But just on that. Again, back in the old data mining days, we used to grab a data set create a percentage sample, percentage test, percentage holdout, so that we could, create the model, run it again, and then test it against a holdout set of data to see whether it had overtrained or not. Is that part of what you do within the LLM? I suppose when you talk about subject matter expert, looking at the clauses in the regulation policies, that effectively is potentially Creating a holdout data set? No, it’s not really. So that idea of, sample, test and holdout doesn’t really apply to the LLM space, does it?

Petr: I’m not sure I really understand the question at the

Shane: In the old data mining days, we’d say here’s a million transactions or a million rows of customer behavior. We want to create a churn model. So we have a bunch of customers who we know left. So we take those million rows and then we’d basically sample them. So we’d have a third of it that we developed the core model on.

We then take the model and turn model and then apply it to the second third to test

Petr: I don’t think it’s it’s the same situation because In the train tests plate, we are relying on the fact that we can test thousands and hundreds of thousands of transactions in one run during the night, for example, and that’s something which can be done. Quite cheaply.

On the other hand in the case of our alarms, we are paying for every test. It’s not much, for example you cannot have 10,000 questions for your thousand pages pdf, so you cannot cover it. Completely, sentence to sentence, you must make some representative set of questions, like 50, 40, 50, 100, not more, because otherwise the tests would run forever and you will pay too much.

So this is a decision you must make. Make as a designer. And the way we do it is that we have a tool that reads the document and from every section and every part, it prepares something like five questions and the proper answers, and then we ask the expert. to take the most important questions and check the answers.

He only reads the questions, to decide , which of the questions are really important. And then he check answers only for these questions, which is saving time. And then we have the representative set. I agree with you that , it would be even better to have secondary tests, because when you are developing the application, it can happen That on the first set we have quite nice performance and on the second set, we will see the drop, but at the moment we don’t see the drop so we don’t have it in our production way of building applications.

Shane: That’s an interesting technique As we’ve been talking, I came back to this core pattern and I’m wondering if it’s true. Because we know that LLMs are non deterministic, which in my understanding is that we can ask it the same question five times and not guarantee we’ll get the same answer.

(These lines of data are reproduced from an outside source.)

//! Lint messages, per-run reports, and the linters behind them.
//!
//! - [`ScriptLinter`]: syntax diagnostics from oxc plus a few line rules
//! - [`MarkupLinter`]: tag pairing, attribute and id checks for templates
//! - [`report`]: extended HTML report written under `logs/`

mod markup;
pub mod report;
mod script;

pub use markup::{MarkupLinter, structure_errors};
pub use script::ScriptLinter;

use std::fmt;
use std::path::{Path, PathBuf};

use crate::log;

/// Severity of a lint message.
#[derive(Debug, Clone, Copy, PartialEq, Eq, PartialOrd, Ord)]
pub enum Severity {
    Warning,
    Error,
}

impl Severity {
    pub const fn label(self) -> &'static str {
        match self {
            Self::Warning => "warning",
            Self::Error => "error",
        }
    }
}

/// A single finding, positioned at a 1-based line and column.
#[derive(Debug, Clone, PartialEq, Eq)]
pub struct LintMessage {
    pub severity: Severity,
    pub line: usize,
    pub column: usize,
    pub text: String,
    pub rule: &'static str,
}

impl LintMessage {
    pub fn error(rule: &'static str, (line, column): (usize, usize), text: impl Into<String>) -> Self {
        Self {
            severity: Severity::Error,
            line,
            column,
            text: text.into(),
            rule,
        }
    }

    pub fn warning(
        rule: &'static str,
        (line, column): (usize, usize),
        text: impl Into<String>,
    ) -> Self {
        Self {
            severity: Severity::Warning,
            ..Self::error(rule, (line, column), text)
        }
    }
}

impl fmt::Display for LintMessage {
    fn fmt(&self, f: &mut fmt::Formatter<'_>) -> fmt::Result {
        write!(
            f,
            "{}:{} {} {} ({})",
            self.line,
            self.column,
            self.severity.label(),
            self.text,
            self.rule
        )
    }
}

/// A lint capability: checks one source text.
pub trait Linter: Send + Sync {
    fn lint(&self, source: &str) -> Vec<LintMessage>;
}

/// All lint findings for one pipeline run, in file order.
#[derive(Debug, Clone, Default)]
pub struct LintReport {
    entries: Vec<(PathBuf, Vec<LintMessage>)>,
}

impl LintReport {
    pub fn new() -> Self {
        Self::default()
    }

    /// Record a file's messages. Files without messages are not kept.
    pub fn push(&mut self, path: impl Into<PathBuf>, messages: Vec<LintMessage>) {
        if !messages.is_empty() {
            self.entries.push((path.into(), messages));
        }
    }

    /// No messages across all files.
    pub fn is_clean(&self) -> bool {
        self.entries.is_empty()
    }

    pub fn total(&self) -> usize {
        self.entries.iter().map(|(_, m)| m.len()).sum()
    }

    /// Number of files with at least one message.
    pub fn file_count(&self) -> usize {
        self.entries.len()
    }

    pub fn entries(&self) -> &[(PathBuf, Vec<LintMessage>)] {
        &self.entries
    }
}

/// Print a file's messages to the console.
pub fn log_messages(path: &Path, messages: &[LintMessage]) {
    for msg in messages {
        let module = match msg.severity {
            Severity::Error => "error",
            Severity::Warning => "warn",
        };
        log!(module; "{}:{}", path.display(), msg);
    }
}

#[cfg(test)]
mod tests {
    use super::*;

    #[test]
    fn test_report_clean() {
        let mut report = LintReport::new();
        report.push("a.js", vec![]);
        assert!(report.is_clean());
        assert_eq!(report.file_count(), 0);
    }

    #[test]
    fn test_report_totals() {
        let mut report = LintReport::new();
        report.push(
            "a.js",
            vec![
                LintMessage::error("syntax", (1, 2), "unexpected token"),
                LintMessage::warning("no-debugger", (3, 1), "debugger statement"),
            ],
        );
        report.push("b.js", vec![LintMessage::warning("no-debugger", (1, 1), "x")]);
        assert!(!report.is_clean());
        assert_eq!(report.total(), 3);
        assert_eq!(report.file_count(), 2);
        assert_eq!(report.entries()[0].0, PathBuf::from("a.js"));
    }

    #[test]
    fn test_message_display() {
        let msg = LintMessage::error("tag-pair", (4, 7), "tag <div> is not closed");
        assert_eq!(msg.to_string(), "4:7 error tag <div> is not closed (tag-pair)");
    }
}
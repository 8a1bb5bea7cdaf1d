//! Template registry builder.
//!
//! Every `.html` file under `src` except the entry document becomes one
//! entry of `window.__templateCache`, keyed by its source-relative path.
//! Scripts and stylesheets a template references are copied to staging.

use std::fmt::Write as _;
use std::path::PathBuf;

use crate::asset::{PathFilter, collect_with_extension, copy_resources, minify};
use crate::error::BuildError;
use crate::lint::{LintMessage, LintReport, report};
use crate::transform::{TEMPLATE_CACHE_GLOBAL, preprocess};
use crate::utils::plural_count;
use crate::{debug, log};

use super::{BuildContext, has_violations, run_ordered, scan_references};

/// Name of the lint report for this stage.
const REPORT_NAME: &str = "templates";

/// The generated registry script.
#[derive(Debug, Clone, PartialEq, Eq)]
pub struct TemplateRegistry {
    pub body: String,
    /// Templates included in `body`
    pub count: usize,
    /// No template produced a lint message
    pub clean: bool,
    /// Side resources copied to staging
    pub copied: usize,
}

enum TemplateOutcome {
    Included { key: String, markup: String },
    Rejected { key: String },
}

struct TemplateResult {
    path: PathBuf,
    messages: Vec<LintMessage>,
    outcome: TemplateOutcome,
    copied: usize,
}

/// Build the registry script for every template under the source root.
///
/// With fail-on-lint, any template with lint messages rejects the whole stage
/// after all templates have been checked.
pub async fn build_template_registry(ctx: &BuildContext) -> Result<TemplateRegistry, BuildError> {
    let paths = &ctx.config.paths;
    let templates: Vec<PathBuf> = collect_with_extension(&paths.src, "html")
        .into_iter()
        .filter(|p| *p != paths.entry)
        .collect();
    debug!("templates"; "found {}", plural_count(templates.len(), "template"));

    let results = run_ordered(templates, |_, path| {
        let ctx = ctx.clone();
        async move { process_template(&ctx, path).await }
    })
    .await
    .map_err(anyhow::Error::from)?;

    let mut report = LintReport::new();
    let mut entries = Vec::new();
    let mut rejected = Vec::new();
    let mut clean = true;
    let mut copied = 0;

    for result in results {
        let result = result?;
        copied += result.copied;
        if has_violations(&result.messages) {
            clean = false;
        }
        report.push(result.path, result.messages);
        match result.outcome {
            TemplateOutcome::Included { key, markup } => entries.push((key, markup)),
            TemplateOutcome::Rejected { key } => rejected.push(key),
        }
    }

    if ctx.config.options.extended_report {
        report::publish(&paths.logs, REPORT_NAME, &report);
    }

    if !rejected.is_empty() {
        return Err(BuildError::TemplateLint(rejected.join(", ")));
    }

    Ok(TemplateRegistry {
        count: entries.len(),
        body: registry_script(&entries),
        clean,
        copied,
    })
}

async fn process_template(ctx: &BuildContext, path: PathBuf) -> Result<TemplateResult, BuildError> {
    let config = &ctx.config;
    let key = config
        .paths
        .src_relative(&path)
        .unwrap_or_else(|| path.display().to_string());

    let source = tokio::fs::read_to_string(&path)
        .await
        .map_err(|e| BuildError::Io(path.clone(), e))?;

    let messages = ctx.lint(ctx.markup_linter.as_ref(), &key, &source);
    if has_violations(&messages) && config.options.fail_on_lint() {
        return Ok(TemplateResult {
            path,
            messages,
            outcome: TemplateOutcome::Rejected { key },
            copied: 0,
        });
    }

    let copied = copy_side_resources(ctx, &source).await?;

    let markup = preprocess(&source, config.preprocess_context())
        .map_err(|e| BuildError::Preprocess(key.clone(), e))?;
    let markup = if config.options.skip_html_compression {
        markup
    } else {
        minify::minify_html(&markup)
    };

    Ok(TemplateResult {
        path,
        messages,
        outcome: TemplateOutcome::Included { key, markup },
        copied,
    })
}

/// Copy scripts and stylesheets a template references into staging.
async fn copy_side_resources(ctx: &BuildContext, source: &str) -> Result<usize, BuildError> {
    let references = match scan_references(source) {
        Ok(list) => list,
        Err(e) => {
            log!("warn"; "cannot scan template references: {}", e);
            return Ok(0);
        }
    };
    if references.is_empty() {
        return Ok(0);
    }

    let mapper = ctx.mapper();
    let files = references
        .scripts
        .iter()
        .chain(&references.links)
        .filter_map(|r| mapper.map(r))
        .collect();
    Ok(copy_resources(files, &PathFilter::All).await?)
}

/// Registry script: fills the global cache, then hands it to `$templateCache`.
fn registry_script(entries: &[(String, String)]) -> String {
    let mut body = String::with_capacity(entries.iter().map(|(_, m)| m.len() + 64).sum());
    let _ = writeln!(body, "{TEMPLATE_CACHE_GLOBAL} = {TEMPLATE_CACHE_GLOBAL} || {{}};");
    for (key, markup) in entries {
        let _ = writeln!(
            body,
            "{TEMPLATE_CACHE_GLOBAL}[{}] = {};",
            js_string(key),
            js_string(markup)
        );
    }
    let _ = write!(
        body,
        "if (window.angular) {{\n  \
         angular.module('templates', []).run(['$templateCache', function ($templateCache) {{\n    \
         Object.keys({TEMPLATE_CACHE_GLOBAL}).forEach(function (key) {{\n      \
         $templateCache.put(key, {TEMPLATE_CACHE_GLOBAL}[key]);\n    \
         }});\n  \
         }}]);\n\
         }}\n"
    );
    body
}

/// JSON string literal that is also safe inside an inline `<script>`.
fn js_string(value: &str) -> String {
    serde_json::to_string(value)
        .unwrap_or_else(|_| "\"\"".to_string())
        .replace('\u{2028}', "\\u2028")
        .replace('\u{2029}', "\\u2029")
        .replace("</script", "<\\/script")
}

Although some people are talking about they’ve built deterministic models and I don’t understand that, so we won’t But effectively what you’re doing is you’re running a non deterministic engine to get the answer, but you’re writing deterministic tests. Is that what you’re doing? Because the tests are deterministic, because what you’ve said is this human looks at that text and says, here’s the answer,

that is deterministic. That is the answer. There’s no inference in there. And then when you’re running everything else that’s non deterministic, you’re comparing it against that ground truth, against that deterministic statement to see how closely it fits. Is that what you’re doing?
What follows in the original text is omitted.